Certains professionnels, comme les audiologistes ou les orthophonistes, attendent donc des versements de 40 000 $, ou même de 52 000 $, selon les estimations des divers syndicats.

Mais voilà : « Ça tarde trop », a dit Mme Goldschleger en parlant de « sommes exorbitantes ». « Oui, oui, ce sont de gros montants. Et je ne vous dis pas que j’accepte [la situation]. Je vous dis que je ne suis pas content de ce que j’ai », a indiqué le ministre Dubé.

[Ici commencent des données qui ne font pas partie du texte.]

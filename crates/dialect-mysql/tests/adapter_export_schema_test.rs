use std::collections::BTreeMap;

use schemadrift_core::{ConnectionConfig, Dialect};
use schemadrift_dialect_mysql::{MysqlDialect, lower_case_table_names_query, table_names_query};

#[test]
fn export_queries_keep_view_filter_without_order_by_and_lower_case_variable_probe() {
    let table_names = table_names_query();
    let lower_case_variable = lower_case_table_names_query();

    assert!(table_names.contains("SHOW FULL TABLES"));
    assert!(table_names.contains("Table_Type != 'VIEW'"));
    assert!(!table_names.to_ascii_uppercase().contains("ORDER BY"));
    assert!(lower_case_variable.contains("lower_case_table_names"));
}

#[test]
#[ignore = "requires mysql container runtime"]
fn export_schema_smoke_test_with_container_runtime() {
    if std::env::var("STATEQL_MYSQL_ENABLE_IGNORED").as_deref() != Ok("1") {
        return;
    }

    let host = std::env::var("STATEQL_MYSQL_HOST").unwrap_or_else(|_| "127.0.0.1".to_string());
    let port = std::env::var("STATEQL_MYSQL_PORT")
        .ok()
        .and_then(|raw| raw.parse::<u16>().ok())
        .unwrap_or(3306);
    let user = std::env::var("STATEQL_MYSQL_USER").unwrap_or_else(|_| "root".to_string());
    let password = std::env::var("STATEQL_MYSQL_PASSWORD").unwrap_or_default();
    let database =
        std::env::var("STATEQL_MYSQL_DATABASE").unwrap_or_else(|_| "schemadrift".to_string());

    let connection = ConnectionConfig {
        host: Some(host),
        port: Some(port),
        user: Some(user),
        password: Some(password),
        database,
        socket: None,
        extra: BTreeMap::new(),
    };

    let dialect = MysqlDialect;
    let adapter = dialect
        .connect(&connection)
        .expect("connect should succeed for integration runtime");

    let exported = adapter
        .export_schema()
        .expect("export_schema should succeed for integration runtime");
    assert!(
        !exported.trim().is_empty(),
        "exported schema should not be empty"
    );
    assert!(
        exported.contains("CREATE TABLE"),
        "exported schema should include CREATE TABLE statements"
    );
}
mod sequence {
    use std::collections::{BTreeMap, BTreeSet};

    use super::{
        Column, DataType, Expr, Ident, Identity, QualifiedName, QualifiedNameKey, SchemaObject,
        Sequence, Table, Value, extra_keys, ident_key, qualified_name_key,
    };

    #[derive(Debug, Clone, Copy, PartialEq, Eq)]
    enum ImplicitSequenceKind {
        Serial,
        Identity,
    }

    #[derive(Debug, Clone)]
    struct ImplicitSequenceTarget {
        table_index: usize,
        column_index: usize,
        table_name: QualifiedName,
        column_name: Ident,
        kind: ImplicitSequenceKind,
    }

    pub(super) fn normalize_object_sequences(object: &mut SchemaObject) {
        match object {
            SchemaObject::Table(table) => normalize_table_sequence_representation(table),
            SchemaObject::Sequence(_) => {}
            _ => {}
        }
    }

    pub(super) fn apply_sequence_contract(objects: &mut Vec<SchemaObject>) {
        let implicit_targets = collect_implicit_targets(objects);
        if implicit_targets.is_empty() {
            return;
        }

        let mut removals = BTreeSet::new();
        let mut identity_folds = Vec::new();

        for (index, object) in objects.iter().enumerate() {
            let SchemaObject::Sequence(sequence) = object else {
                continue;
            };

            let key = qualified_name_key(&sequence.name);
            let Some(target) = implicit_targets.get(&key) else {
                continue;
            };

            if !sequence_owned_by_target(sequence, &target.table_name, &target.column_name) {
                continue;
            }

            removals.insert(index);

            if target.kind == ImplicitSequenceKind::Identity {
                identity_folds.push((target.table_index, target.column_index, sequence.clone()));
            }
        }

        for (table_index, column_index, sequence) in identity_folds {
            let Some(SchemaObject::Table(table)) = objects.get_mut(table_index) else {
                continue;
            };
            let Some(column) = table.columns.get_mut(column_index) else {
                continue;
            };
            fold_identity_sequence_options(column, &sequence);
        }

        for index in removals.into_iter().rev() {
            objects.remove(index);
        }
    }

    fn collect_implicit_targets(
        objects: &[SchemaObject],
    ) -> BTreeMap<QualifiedNameKey, ImplicitSequenceTarget> {
        let mut targets = BTreeMap::new();

        for (table_index, object) in objects.iter().enumerate() {
            let SchemaObject::Table(table) = object else {
                continue;
            };

            for (column_index, column) in table.columns.iter().enumerate() {
                let implicit_name = implicit_sequence_name(&table.name, &column.name);
                let key = qualified_name_key(&implicit_name);
                let target = if column.identity.is_some() {
                    Some(ImplicitSequenceTarget {
                        table_index,
                        column_index,
                        table_name: table.name.clone(),
                        column_name: column.name.clone(),
                        kind: ImplicitSequenceKind::Identity,
                    })
                } else if column_uses_sequence(column, &implicit_name) {
                    Some(ImplicitSequenceTarget {
                        table_index,
                        column_index,
                        table_name: table.name.clone(),
                        column_name: column.name.clone(),
                        kind: ImplicitSequenceKind::Serial,
                    })
                } else {
                    None
                };

                if let Some(target) = target {
                    targets.insert(key, target);
                }
            }
        }

        targets
    }

    fn normalize_table_sequence_representation(table: &mut Table) {
        let table_name = table.name.clone();
        for column in &mut table.columns {
            hydrate_identity_from_extra(column);
            normalize_serial_alias(&table_name, column);

            if column.identity.is_some() {
                column.default = None;
            }
        }
    }

    fn hydrate_identity_from_extra(column: &mut Column) {
        if column.identity.is_some() {
            return;
        }

        let Some(Value::String(mode)) = column.extra.get(extra_keys::COLUMN_IDENTITY).cloned()
        else {
            return;
        };
        column.extra.remove(extra_keys::COLUMN_IDENTITY);
        column.identity = Some(identity_from_mode(&mode));
    }

    fn normalize_serial_alias(table_name: &QualifiedName, column: &mut Column) {
        let DataType::Custom(custom) = &column.data_type else {
            return;
        };

        let alias = custom.rsplit('.').next().unwrap_or(custom.as_str());
        let mapped_type = match alias {
            "serial" | "serial4" => Some(DataType::Integer),
            "bigserial" | "serial8" => Some(DataType::BigInt),
            "smallserial" | "serial2" => Some(DataType::SmallInt),
            _ => None,
        };

        let Some(mapped_type) = mapped_type else {
            return;
        };

        column.data_type = mapped_type;
        if column.default.is_none() {
            let implicit_sequence = implicit_sequence_name(table_name, &column.name);
            column.default = Some(Expr::Raw(nextval_expr(&implicit_sequence)));
        }
    }

    fn fold_identity_sequence_options(column: &mut Column, sequence: &Sequence) {
        let Some(identity) = &mut column.identity else {
            return;
        };

        if identity.start.is_none() {
            identity.start = sequence.start;
        }
        if identity.increment.is_none() {
            identity.increment = sequence.increment;
        }
        if identity.min_value.is_none() {
            identity.min_value = sequence.min_value;
        }
        if identity.max_value.is_none() {
            identity.max_value = sequence.max_value;
        }
        if identity.cache.is_none() {
            identity.cache = sequence.cache;
        }
        if !identity.cycle {
            identity.cycle = sequence.cycle;
        }
        column.default = None;
    }

    fn column_uses_sequence(column: &Column, sequence_name: &QualifiedName) -> bool {
        let Some(Expr::Raw(raw)) = &column.default else {
            return false;
        };

        let identifier = render_regclass_identifier(sequence_name);
        raw.contains("nextval(") && raw.contains(&identifier)
    }

    fn sequence_owned_by_target(
        sequence: &Sequence,
        table_name: &QualifiedName,
        column_name: &Ident,
    ) -> bool {
        let Some((owned_table, owned_column)) = &sequence.owned_by else {
            return false;
        };

        qualified_name_key(owned_table) == qualified_name_key(table_name)
            && ident_key(owned_column) == ident_key(column_name)
    }

    fn nextval_expr(sequence_name: &QualifiedName) -> String {
        let regclass = render_regclass_identifier(sequence_name).replace('\'', "''");
        format!("nextval('{regclass}'::regclass)")
    }

    fn render_regclass_identifier(name: &QualifiedName) -> String {
        match &name.schema {
            Some(schema) => format!("{}.{}", schema.value, name.name.value),
            None => name.name.value.clone(),
        }
    }

    fn implicit_sequence_name(table: &QualifiedName, column: &Ident) -> QualifiedName {
        QualifiedName {
            schema: table.schema.clone(),
            name: Ident::unquoted(format!("{}_{}_seq", table.name.value, column.value)),
        }
    }

    fn identity_from_mode(mode: &str) -> Identity {
        let normalized = mode.trim().to_ascii_lowercase();
        let always = matches!(normalized.as_str(), "a" | "always");
        Identity {
            always,
            start: None,
            increment: None,
            min_value: None,
            max_value: None,
            cache: None,
            cycle: false,
        }
    }
}
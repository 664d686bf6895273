// Ported from reference/sqldef/database/sqlite3/database.go with deterministic ORDER BY
// clauses added for stable export output in schemadrift tests.

pub(crate) const SHOW_SERVER_VERSION_QUERY: &str = "SELECT sqlite_version()";
pub(crate) const TABLE_NAMES_QUERY: &str = r#"
SELECT tbl_name
FROM sqlite_master
WHERE type = 'table' AND tbl_name NOT LIKE 'sqlite_%'
ORDER BY tbl_name ASC;
"#;

pub(crate) const TABLE_DDL_QUERY: &str = r#"
SELECT sql
FROM sqlite_master
WHERE tbl_name = ?1 AND type = 'table';
"#;

pub(crate) const VIEW_DDLS_QUERY: &str = r#"
SELECT sql
FROM sqlite_master
WHERE type = 'view' AND sql IS NOT NULL
ORDER BY tbl_name ASC;
"#;

// Exclude automatically generated indexes (for example, UNIQUE constraints)
// by filtering out rows with NULL SQL definitions.
pub(crate) const INDEX_DDLS_QUERY: &str = r#"
SELECT sql
FROM sqlite_master
WHERE type = 'index' AND sql IS NOT NULL
ORDER BY sql ASC;
"#;

pub(crate) const TRIGGER_DDLS_QUERY: &str = r#"
SELECT sql
FROM sqlite_master
WHERE type = 'trigger' AND sql IS NOT NULL
ORDER BY tbl_name ASC, name ASC;
"#;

Malgré la présence de délais précis dans les ententes signées avec les syndicats, Québec demeure incapable d’honorer la majorité de ses engagements. « Ce n’est pourtant pas la première convention collective qu’on signe avec le gouvernement. Normalement, les augmentations et tout ça, ç’aurait dû être planifié dans le système. […] Il faut payer notre monde », a lancé la présidente du Syndicat québécois des employées et employés de service (SQEES-FTQ), Sylvie Nelson.

Pour Josée Marcotte, de la FSSS-CSN, les problèmes de Québec pourraient s’expliquer en partie par la centralisation des systèmes de paye qui a été effectuée lors de la fusion des établissements. Le MSSS, a ajouté Robert Comeau, de l’APTS, « gère des systèmes de paye désuets, parfois différents systèmes de paye dans le même établissement ». Bref, « ils ne sont pas capables de livrer la marchandise », a-t-il déploré.

Une campagne sur les réseaux sociaux

 

De son côté, la Fédération interprofessionnelle de la santé du Québec (FIQ) a lancé cette semaine la campagne « Mobilisées pour être payées » pour augmenter la pression sur Québec afin qu’il mette fin aux retards de paiement qui affectent des professionnelles en soins dans tout le réseau.

Ses membres attendent des sommes dues en vertu d’arrêtés ministériels ou de la signature des conventions collectives. L’exercice de maintien de l’équité salariale a été réglé à la FIQ.

Sur les réseaux sociaux, des professionnelles en soins publient des photos sur lesquelles elles tiennent des affiches où apparaissent les montants d’argent qu’elles attendent de leurs employeurs. La plupart des sommes attendues totalisent des milliers de dollars.